* **Exercise objective**
Using the data beneath, show every line that includes the word "request".

[Records from a dataset]
Content starts

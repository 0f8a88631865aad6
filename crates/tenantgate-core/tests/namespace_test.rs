// Copyright (C) 2025 SyncMyOrders Sp. z o.o.
// SPDX-License-Identifier: AGPL-3.0-or-later
//! Integration tests for the namespace lifecycle and its audit trail.

mod common;

use std::sync::atomic::Ordering;

use common::{TestGateway, request};
use tenantgate_core::cluster::{
    ANNOTATION_CREATED_BY, ANNOTATION_CUSTOMER_ID, ANNOTATION_NODE_SELECTOR, ClusterError,
};
use tenantgate_core::error::{Conflict, Error, ErrorKind, NotFound, PartialFailure};
use tenantgate_core::namespaces::OrphanPolicy;
use tenantgate_core::platform::MockPlatform;
use tenantgate_core::provisioning::LaunchGuard;
use tenantgate_core::store::{NewNamespace, RecordStore};

async fn gateway(policy: OrphanPolicy) -> TestGateway {
    TestGateway::with_options(MockPlatform::new(), LaunchGuard::Enforced, policy).await
}

// ============================================================================
// Create
// ============================================================================

#[tokio::test]
async fn test_create_tags_namespace_and_records_owner() {
    let gw = TestGateway::new().await;

    let record = gw
        .namespaces
        .create("team-a", "cust-1", "alice")
        .await
        .unwrap();
    assert_eq!(record.name, "team-a");
    assert_eq!(record.customer_id, "cust-1");
    assert_eq!(record.created_by, "alice");

    let ns = gw.cluster.namespace("team-a").await.unwrap();
    assert_eq!(ns.annotations[ANNOTATION_CUSTOMER_ID], "cust-1");
    assert_eq!(ns.annotations[ANNOTATION_CREATED_BY], "alice");
    assert_eq!(
        ns.annotations[ANNOTATION_NODE_SELECTOR],
        "node-role.kubernetes.io/tenant="
    );

    let listed = gw.namespaces.list_by_customer("cust-1").await.unwrap();
    assert_eq!(listed, vec![record]);

    let history = gw.history("cust-1").await;
    assert_eq!(history.len(), 1);
    assert_eq!(history[0].action, "create");
    assert_eq!(history[0].outcome, "success");
    assert_eq!(history[0].actor, "alice");
    assert_eq!(gw.metrics.snapshot().namespaces_created, 1);
}

#[tokio::test]
async fn test_create_conflicts_when_cluster_has_namespace_regardless_of_store() {
    let gw = TestGateway::new().await;
    gw.cluster.insert_namespace("team-a").await;

    let err = gw
        .namespaces
        .create("team-a", "cust-1", "alice")
        .await
        .unwrap_err();
    assert!(matches!(&err, Error::Conflict(Conflict::ExistsInCluster(n)) if n == "team-a"));

    // Same answer when the store also has a record.
    gw.store
        .insert_namespace(&NewNamespace {
            name: "team-a".into(),
            customer_id: "cust-1".into(),
            created_by: "alice".into(),
        })
        .await
        .unwrap();
    let err = gw
        .namespaces
        .create("team-a", "cust-1", "alice")
        .await
        .unwrap_err();
    assert_eq!(err.error_code(), "NAMESPACE_EXISTS_IN_CLUSTER");
    assert_eq!(gw.cluster.create_count(), 0);
}

#[tokio::test]
async fn test_create_conflicts_when_only_store_has_record() {
    let gw = TestGateway::new().await;
    gw.store
        .insert_namespace(&NewNamespace {
            name: "team-a".into(),
            customer_id: "cust-1".into(),
            created_by: "alice".into(),
        })
        .await
        .unwrap();

    let err = gw
        .namespaces
        .create("team-a", "cust-1", "alice")
        .await
        .unwrap_err();
    assert!(matches!(err, Error::Conflict(Conflict::ExistsInStore(_))));
    assert_eq!(gw.cluster.create_count(), 0);

    let history = gw.history("cust-1").await;
    assert_eq!(history[0].outcome, "error");
    assert!(history[0].details.contains("[NAMESPACE_EXISTS_IN_STORE]"));
    assert!(history[0].error_message.is_some());
}

#[tokio::test]
async fn test_create_maps_cluster_race_to_conflict() {
    let gw = TestGateway::new().await;
    gw.cluster
        .set_create_error(Some(ClusterError::AlreadyExists("team-a".into())))
        .await;

    let err = gw
        .namespaces
        .create("team-a", "cust-1", "alice")
        .await
        .unwrap_err();
    assert_eq!(err.error_code(), "NAMESPACE_EXISTS_IN_CLUSTER");
}

#[tokio::test]
async fn test_create_rejects_invalid_names() {
    let gw = TestGateway::new().await;

    for name in ["Team-A", "a", "-team", "team_a"] {
        let err = gw
            .namespaces
            .create(name, "cust-1", "alice")
            .await
            .unwrap_err();
        assert_eq!(err.kind(), ErrorKind::Validation, "{name}");
    }
    assert_eq!(gw.cluster.create_count(), 0);
    assert_eq!(gw.history("cust-1").await.len(), 4);
}

#[tokio::test]
async fn test_cluster_failure_is_external_system_error() {
    let gw = TestGateway::new().await;
    gw.cluster
        .set_get_error(Some(ClusterError::Api {
            status: 503,
            message: "etcd unavailable".into(),
        }))
        .await;

    let err = gw
        .namespaces
        .create("team-a", "cust-1", "alice")
        .await
        .unwrap_err();
    assert_eq!(err.kind(), ErrorKind::ExternalSystem);
    assert!(err.to_string().contains("cluster API"));
}

#[tokio::test]
async fn test_record_failure_after_cluster_create_is_surfaced_as_orphan() {
    let gw = gateway(OrphanPolicy::Surface).await;
    gw.store.fail_insert_namespace.store(true, Ordering::SeqCst);

    let err = gw
        .namespaces
        .create("team-a", "cust-1", "alice")
        .await
        .unwrap_err();
    assert_eq!(err.kind(), ErrorKind::Persistence);
    assert_eq!(
        err.partial_failure(),
        Some(&PartialFailure::ClusterOrphan {
            namespace: "team-a".into()
        })
    );

    // No rollback: the namespace stays in the cluster without a record.
    assert!(gw.cluster.namespace("team-a").await.is_some());
    assert!(gw.namespaces.list_by_customer("cust-1").await.unwrap().is_empty());
    assert_eq!(gw.metrics.snapshot().partial_failures, 1);

    let history = gw.history("cust-1").await;
    assert!(history[0].details.contains("[CLUSTER_ORPHAN]"));
}

#[tokio::test]
async fn test_record_failure_is_compensated_when_configured() {
    let gw = gateway(OrphanPolicy::Compensate).await;
    gw.store.fail_insert_namespace.store(true, Ordering::SeqCst);

    let err = gw
        .namespaces
        .create("team-a", "cust-1", "alice")
        .await
        .unwrap_err();
    assert_eq!(err.error_code(), "PERSISTENCE_ERROR");
    assert!(err.partial_failure().is_none());
    assert!(gw.cluster.namespace("team-a").await.is_none());
    assert_eq!(gw.cluster.delete_count(), 1);
    assert_eq!(gw.metrics.snapshot().partial_failures, 0);
}

#[tokio::test]
async fn test_failed_compensation_still_reports_orphan() {
    let gw = gateway(OrphanPolicy::Compensate).await;
    gw.store.fail_insert_namespace.store(true, Ordering::SeqCst);
    gw.cluster
        .set_delete_error(Some(ClusterError::Transport("connection refused".into())))
        .await;

    let err = gw
        .namespaces
        .create("team-a", "cust-1", "alice")
        .await
        .unwrap_err();
    assert_eq!(err.error_code(), "CLUSTER_ORPHAN");
    assert!(gw.cluster.namespace("team-a").await.is_some());
}

// ============================================================================
// Delete
// ============================================================================

#[tokio::test]
async fn test_delete_removes_namespace_and_record() {
    let gw = TestGateway::new().await;
    gw.namespaces
        .create("team-a", "cust-1", "alice")
        .await
        .unwrap();

    gw.namespaces.delete("team-a", "cust-1", "bob").await.unwrap();

    assert!(gw.cluster.namespace("team-a").await.is_none());
    assert!(gw.namespaces.list_by_customer("cust-1").await.unwrap().is_empty());

    let history = gw.history("cust-1").await;
    assert_eq!(history.len(), 2);
    assert_eq!(history[0].action, "delete");
    assert_eq!(history[0].outcome, "success");
    assert_eq!(history[0].actor, "bob");
    assert_eq!(gw.metrics.snapshot().namespaces_deleted, 1);
}

#[tokio::test]
async fn test_delete_by_non_owner_looks_like_missing_namespace() {
    let gw = TestGateway::new().await;
    gw.namespaces
        .create("ns1", "cust-1", "alice")
        .await
        .unwrap();

    let foreign = gw
        .namespaces
        .delete("ns1", "cust-2", "mallory")
        .await
        .unwrap_err();
    let missing = gw
        .namespaces
        .delete("ns2", "cust-2", "mallory")
        .await
        .unwrap_err();

    assert!(matches!(&foreign, Error::NotFound(NotFound::Namespace(n)) if n == "ns1"));
    assert_eq!(foreign.kind(), ErrorKind::NotFound);
    assert_eq!(foreign.error_code(), missing.error_code());
    assert_eq!(gw.cluster.delete_count(), 0);
    assert!(gw.cluster.namespace("ns1").await.is_some());

    // The failed attempts are audited under the caller's tenant.
    let history = gw.history("cust-2").await;
    assert_eq!(history.len(), 2);
    assert!(history.iter().all(|h| h.outcome == "error"));
}

#[tokio::test]
async fn test_delete_tolerates_namespace_already_gone_from_cluster() {
    let gw = TestGateway::new().await;
    gw.namespaces
        .create("team-a", "cust-1", "alice")
        .await
        .unwrap();
    gw.cluster.remove_namespace("team-a").await;

    gw.namespaces
        .delete("team-a", "cust-1", "alice")
        .await
        .unwrap();
    assert!(
        gw.store
            .get_namespace("team-a", "cust-1")
            .await
            .unwrap()
            .is_none()
    );
}

#[tokio::test]
async fn test_delete_cluster_failure_keeps_record() {
    let gw = TestGateway::new().await;
    gw.namespaces
        .create("team-a", "cust-1", "alice")
        .await
        .unwrap();
    gw.cluster
        .set_delete_error(Some(ClusterError::Api {
            status: 403,
            message: "forbidden by policy".into(),
        }))
        .await;

    let err = gw
        .namespaces
        .delete("team-a", "cust-1", "alice")
        .await
        .unwrap_err();
    assert_eq!(err.error_code(), "EXTERNAL_SYSTEM_ERROR");
    assert_eq!(gw.namespaces.list_by_customer("cust-1").await.unwrap().len(), 1);
}

#[tokio::test]
async fn test_delete_record_failure_is_surfaced_as_record_orphan() {
    let gw = TestGateway::new().await;
    gw.namespaces
        .create("team-a", "cust-1", "alice")
        .await
        .unwrap();
    gw.store.fail_delete_namespace.store(true, Ordering::SeqCst);

    let err = gw
        .namespaces
        .delete("team-a", "cust-1", "alice")
        .await
        .unwrap_err();
    assert_eq!(
        err.partial_failure(),
        Some(&PartialFailure::RecordOrphan {
            namespace: "team-a".into()
        })
    );
    assert!(gw.cluster.namespace("team-a").await.is_none());
    assert_eq!(gw.namespaces.list_by_customer("cust-1").await.unwrap().len(), 1);
}

// ============================================================================
// Reads
// ============================================================================

#[tokio::test]
async fn test_get_hides_other_tenants_and_audits_failures() {
    let gw = TestGateway::new().await;
    let created = gw
        .namespaces
        .create("team-a", "cust-1", "alice")
        .await
        .unwrap();

    let found = gw.namespaces.get("team-a", "cust-1", "alice").await.unwrap();
    assert_eq!(found, created);

    let err = gw
        .namespaces
        .get("team-a", "cust-2", "mallory")
        .await
        .unwrap_err();
    assert_eq!(err.error_code(), "NAMESPACE_NOT_FOUND");

    // Successful reads are not audited, failed ones are.
    assert_eq!(gw.history("cust-1").await.len(), 1);
    let foreign = gw.history("cust-2").await;
    assert_eq!(foreign.len(), 1);
    assert_eq!(foreign[0].action, "get");
}

#[tokio::test]
async fn test_namespace_history_excludes_provisioning_entries() {
    let gw = TestGateway::new().await;
    gw.namespaces.create("pg1", "cust-1", "alice").await.unwrap();
    gw.provisioning.provision(request("pg1")).await.unwrap();

    let history = gw.namespaces.history("cust-1", 10).await.unwrap();
    assert_eq!(history.len(), 1);
    assert_eq!(history[0].resource, "namespace");
    assert_eq!(history[0].details, "namespace create");
}

#[tokio::test]
async fn test_history_is_newest_first_and_limited() {
    let gw = TestGateway::new().await;
    for name in ["ns-a", "ns-b", "ns-c"] {
        gw.namespaces.create(name, "cust-1", "alice").await.unwrap();
    }

    let history = gw.namespaces.history("cust-1", 2).await.unwrap();
    assert_eq!(history.len(), 2);
    assert_eq!(history[0].target, "ns-c");
    assert_eq!(history[1].target, "ns-b");

    let names: Vec<String> = gw
        .namespaces
        .list_by_customer("cust-1")
        .await
        .unwrap()
        .into_iter()
        .map(|r| r.name)
        .collect();
    assert_eq!(names, ["ns-a", "ns-b", "ns-c"]);
}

Content ends

* **Response**
use common::{TestGateway, request};
    gw.provisioning.provision(request("pg1")).await.unwrap();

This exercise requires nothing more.